O nosso sistema nervoso central é protegido por três membranas chamadas meninges. A paquimeningite é uma inflamação que atinge especificamente a camada mais externa, espessa e resistente dessas membranas, conhecida como dura-máter. Diferente da meningite comum que costuma se espalhar rapidamente por todo o sistema, essa condição foca em uma região mais localizada, gerando um espessamento dessa capa protetora do cérebro ou da medula espinhal.
Por se tratar de uma inflamação que pressiona estruturas nervosas, o sintoma mais frequente e marcante é uma dor de cabeça crônica e persistente, que não melhora com analgésicos comuns. Dependendo da área do cérebro ou da medula que for mais afetada, a pessoa também pode apresentar visão dupla, perda de audição, fraqueza nos braços ou pernas, tonturas e até convulsões. Esses sinais variam muito porque dependem de qual nervo está sendo “apertado” pela membrana inflamada.
As causas por trás da paquimeningite são diversas e divididas em dois grandes grupos. Ela pode ser provocada por infecções, como tuberculose, sífilis ou fungos, ou por doenças autoimunes, onde o próprio corpo ataca a membrana por engano, como no caso da artrite reumatoide ou da sarcoidose. Quando os médicos realizam todos os exames e não conseguem encontrar uma causa específica, a condição recebe o nome de paquimeningite hipertrófica idiopática.

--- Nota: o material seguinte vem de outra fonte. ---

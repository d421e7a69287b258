//! Demo binary for tokio-service-router
//!
//! Registers echo backends, routes a handful of requests, exercises the
//! message bus, and logs every event emitted along the way.
//!
//! ## Usage
//!
//! ```text
//! service-router-demo [router.toml]
//! ```
//!
//! Without a config file three demo servers are registered.
//!
//! ## Environment Variables
//!
//! - `LOG_FORMAT=json`: structured JSON output (production)
//! - `RUST_LOG=info`: log level filter (default: info)

use std::path::Path;
use std::sync::Arc;

use serde_json::json;
use tokio::sync::watch;
use tokio_service_router::bus::{Ack, ChannelHandler, ChannelSubscriber, SendOptions, SubscriptionFilter};
use tokio_service_router::config::{loader, RouterConfig, ServerConfig};
use tokio_service_router::{
    init_tracing, metrics, Capability, EchoBackend, EventBus, ExecuteOptions, MessageBus, Priority,
    ServiceBackend, ServiceRouter,
};
use tracing::{error, info, warn};

fn demo_config() -> RouterConfig {
    let mut config = RouterConfig::default();
    config.servers = vec![
        ServerConfig::new("search-primary", [Capability::Search, Capability::DataRetrieval]).with_cost(0.01),
        ServerConfig::new("search-secondary", [Capability::Search]).with_cost(0.05),
        ServerConfig::new("analytics", [Capability::Analysis, Capability::Reporting]).with_cost(0.03),
    ];
    config.failover.base_delay_ms = 50;
    config
}

#[tokio::main]
async fn main() -> Result<(), Box<dyn std::error::Error>> {
    // Initialize structured tracing (JSON or pretty, based on LOG_FORMAT env)
    let _ = init_tracing();

    // Initialize Prometheus metrics registry before any request runs.
    metrics::init_metrics()?;

    let config = match std::env::args().nth(1) {
        Some(path) => loader::load_from_file(Path::new(&path))?,
        None => demo_config(),
    };
    info!(servers = config.servers.len(), "Starting tokio-service-router demo");

    let events = EventBus::new(config.events.channel_capacity);
    let mut event_rx = events.subscribe();
    let event_log = tokio::spawn(async move {
        while let Ok(event) = event_rx.recv().await {
            info!(kind = event.kind(), event = ?event, "event");
        }
    });

    let bus_config = config.bus.clone();
    let router = ServiceRouter::from_config(config, events.clone(), |server| {
        info!(server_id = %server.id, "connecting echo backend");
        Arc::new(EchoBackend::with_delay(5)) as Arc<dyn ServiceBackend>
    })?;

    let (shutdown_tx, shutdown_rx) = watch::channel(false);
    let health = router.spawn_health_monitor(shutdown_rx.clone());

    // ── Routing ──────────────────────────────────────────────────────────
    let requests = [
        (Capability::Search, json!({"q": "tokio runtime"})),
        (Capability::Search, json!({"q": "tokio runtime"})),
        (Capability::Analysis, json!({"dataset": "q3", "metric": "latency"})),
        (Capability::Reporting, json!({"report": "weekly"})),
        (Capability::Embedding, json!({"text": "no server offers this"})),
    ];
    for (capability, payload) in requests {
        match router.execute(capability.clone(), payload, ExecuteOptions::default()).await {
            Ok(result) => info!(
                capability = %capability,
                server_id = ?result.server_id,
                cached = result.cached,
                attempts = result.attempts,
                cost = result.cost,
                "request completed"
            ),
            Err(e) => warn!(capability = %capability, error = %e, "request failed"),
        }
    }

    let costs = router.costs().snapshot();
    info!(total = costs.total_lifetime, "cost summary");
    info!(stats = ?router.cache().stats(), "cache summary");

    // ── Message bus ──────────────────────────────────────────────────────
    let bus = MessageBus::new(bus_config, events.clone());
    let (inbox, mut inbox_rx) = ChannelHandler::new(64, Ack::Acknowledged);
    bus.register_recipient("ops-agent", Arc::new(inbox.clone()));
    bus.register_recipient("audit-agent", Arc::new(inbox));
    bus.directory().add_to_group("ops", "ops-agent");
    bus.directory().add_to_group("ops", "audit-agent");

    bus.create_stream("alerts", None);
    let (alerts, mut alerts_rx) = ChannelSubscriber::new(64);
    bus.subscribe(
        "alerts",
        "pager",
        SubscriptionFilter::all().priorities([Priority::High, Priority::Critical]),
        Arc::new(alerts),
    )?;

    let dispatcher = bus.spawn_dispatcher(shutdown_rx.clone());
    let drainer = Arc::clone(bus.streams()).spawn_drainer(shutdown_rx);

    bus.send("router", "ops-agent", json!({"note": "daily rollup"}), SendOptions::default().priority(Priority::Low))?;
    bus.send("router", "ops-agent", json!({"note": "server flapping"}), SendOptions::default().priority(Priority::Critical))?;
    bus.publish("alerts", "monitor", json!({"server": "analytics"}), SendOptions::default().priority(Priority::High))?;
    bus.publish("alerts", "monitor", json!({"server": "noise"}), SendOptions::default().priority(Priority::Low))?;

    match bus.broadcast("router", ["group:ops"], json!({"notice": "maintenance"}), SendOptions::default()).await {
        Ok(report) => info!(strategy = ?report.strategy, delivered = report.delivered.len(), "broadcast sent"),
        Err(e) => error!(error = %e, "broadcast failed"),
    }

    tokio::time::sleep(tokio::time::Duration::from_millis(500)).await;

    while let Ok(message) = inbox_rx.try_recv() {
        info!(recipient = %message.recipient, priority = %message.priority, "inbox");
    }
    while let Ok(notice) = alerts_rx.try_recv() {
        info!(notice = ?notice, "alert stream");
    }
    info!(stats = ?bus.stats(), dead_letters = bus.dead_letters().len(), "bus summary");

    // ── Shutdown ─────────────────────────────────────────────────────────
    let _ = shutdown_tx.send(true);
    let _ = tokio::join!(health, dispatcher, drainer);
    drop(router);
    drop(bus);
    drop(events);
    event_log.abort();

    info!(summary = ?metrics::get_metrics_summary(), "metrics summary");
    println!("{}", metrics::gather_metrics());
    info!("Demo complete");
    Ok(())
}
//! Failover and retry.
//!
//! ## Responsibility
//! Run one request to completion: try the scorer's top pick, and on failure
//! walk the capability's failover chain, then re-score the remaining eligible
//! servers, with exponential backoff between attempts.
//!
//! ## Guarantees
//! - Attempts for one request are strictly sequential
//! - Every attempt is bracketed by `begin_request` / `report_outcome`, so no
//!   server is left with a phantom in-flight request
//! - No attempt outlives the request deadline; a result that arrives after
//!   the deadline is discarded
//! - Exhaustion surfaces the last error with the full attempt history
//!
//! ## NOT Responsible For
//! - Circuit-breaker state (repeated failures trip `unhealthy` in the registry)
//! - Caching and cost accounting (see `router`)

use std::collections::HashSet;
use std::sync::Arc;

use dashmap::DashMap;
use serde::Serialize;
use serde_json::Value;
use tokio::time::{Duration, Instant};
use tracing::{debug, info, warn};

use super::capability::{Capability, Requirements};
use super::registry::{ServerRegistry, ServerSnapshot};
use super::scorer::SelectionScorer;
use crate::backend::{BackendError, ServiceBackend};
use crate::config::{FailoverConfig, FallbackTarget};
use crate::events::{EventBus, RouterEvent};
use crate::{metrics, RouterError};

/// One logical call travelling through the router.
#[derive(Debug, Clone)]
pub struct RequestEnvelope {
    /// Unique request id.
    pub request_id: String,
    /// What the request needs from a server.
    pub requirements: Requirements,
    /// Payload passed to the backend.
    pub payload: Value,
    /// Point after which the request is abandoned.
    pub deadline: Instant,
}

impl RequestEnvelope {
    /// Requested capability.
    pub fn capability(&self) -> &Capability {
        &self.requirements.capability
    }

    /// Time left before the deadline.
    pub fn remaining(&self) -> Duration {
        self.deadline.saturating_duration_since(Instant::now())
    }
}

/// How one attempt ended.
#[derive(Debug, Clone, Copy, PartialEq, Eq, Serialize)]
#[serde(rename_all = "snake_case")]
pub enum AttemptOutcome {
    /// The backend returned a result.
    Success,
    /// The backend returned an error.
    Failed,
    /// The attempt hit its timeout.
    TimedOut,
}

/// Record of one execution attempt.
#[derive(Debug, Clone, PartialEq, Serialize)]
pub struct AttemptRecord {
    /// 1-based attempt number.
    pub attempt: u32,
    /// Server the attempt ran on.
    pub server_id: String,
    /// Capability invoked (differs from the request's for substitute chains).
    pub capability: Capability,
    /// How it ended.
    pub outcome: AttemptOutcome,
    /// Time spent in the backend call.
    pub latency_ms: f64,
    /// Rendered error for failed attempts.
    pub error: Option<String>,
}

/// Successful result of [`FailoverManager::execute`].
#[derive(Debug, Clone)]
pub struct AttemptSuccess {
    /// Server that produced the result.
    pub server_id: String,
    /// Capability that was actually invoked.
    pub capability: Capability,
    /// Backend response.
    pub value: Value,
    /// Latency of the successful attempt.
    pub latency: Duration,
    /// Every attempt, the successful one last.
    pub history: Vec<AttemptRecord>,
}

/// Next server to try and the capability to invoke on it.
struct Candidate {
    server: ServerSnapshot,
    capability: Capability,
}

/// Drives attempts for one request at a time.
pub struct FailoverManager {
    config: FailoverConfig,
    registry: Arc<ServerRegistry>,
    scorer: Arc<SelectionScorer>,
    backends: Arc<DashMap<String, Arc<dyn ServiceBackend>>>,
    events: EventBus,
}
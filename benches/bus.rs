//! Message bus benchmarks.
//!
//! - Priority queue push+pop across lanes
//! - `send` + `process_next` to an acknowledging handler
//! - Stream filter matching

use async_trait::async_trait;
use criterion::{black_box, criterion_group, criterion_main, Criterion};
use serde_json::json;
use std::sync::Arc;
use tokio::runtime::Runtime;
use tokio_service_router::bus::{
    Ack, DeliveryError, Message, MessageHandler, PriorityQueue, SendOptions, SubscriptionFilter,
};
use tokio_service_router::config::BusConfig;
use tokio_service_router::{EventBus, MessageBus, Priority};

fn bench_queue_push_pop(c: &mut Criterion) {
    let queue: PriorityQueue<u64> = PriorityQueue::with_capacity(1024);
    let lanes = [Priority::Low, Priority::Critical, Priority::Medium, Priority::High];

    c.bench_function("priority_queue_push_pop", |b| {
        let mut i = 0u64;
        b.iter(|| {
            let _ = queue.push(lanes[(i % 4) as usize], black_box(i));
            i = i.wrapping_add(1);
            black_box(queue.pop());
        })
    });
}

/// Accepts everything without buffering it.
struct Sink;

#[async_trait]
impl MessageHandler for Sink {
    async fn handle(&self, _message: &Message) -> Result<Ack, DeliveryError> {
        Ok(Ack::Acknowledged)
    }
}

fn bench_send_and_dispatch(c: &mut Criterion) {
    let rt = Runtime::new().expect("runtime");
    let bus = {
        let _guard = rt.enter();
        let bus = MessageBus::new(BusConfig::default(), EventBus::new(1024));
        bus.register_recipient("sink", Arc::new(Sink));
        bus
    };

    c.bench_function("send_and_dispatch", |b| {
        b.to_async(&rt).iter(|| async {
            let _ = bus.send("bench", "sink", json!({"n": 1}), SendOptions::default().priority(Priority::High));
            black_box(bus.process_next().await);
        })
    });
}

fn bench_filter_match(c: &mut Criterion) {
    let filter = SubscriptionFilter::all()
        .types(["metric", "trace"])
        .senders(["sensor-1", "sensor-2", "sensor-3"])
        .priorities([Priority::High, Priority::Critical]);
    let message = Message::new("sensor-2", "stream:telemetry", "metric", json!({"v": 1.5}))
        .with_priority(Priority::High);

    c.bench_function("subscription_filter_match", |b| {
        b.iter(|| black_box(filter.matches(black_box(&message))));
    });
}

criterion_group!(benches, bench_queue_push_pop, bench_send_and_dispatch, bench_filter_match);
criterion_main!(benches);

O diagnóstico exige uma investigação detalhada feita por um neurologista, utilizando principalmente a ressonância magnética para visualizar o espessamento da membrana. O tratamento é direcionado para a raiz do problema: antibióticos ou antifúngicos se houver infecção, ou medicamentos corticoides e imunossupressores para conter a inflamação autoimune. O diagnóstico precoce é fundamental para aliviar os sintomas rapidamente e evitar sequelas a longo prazo.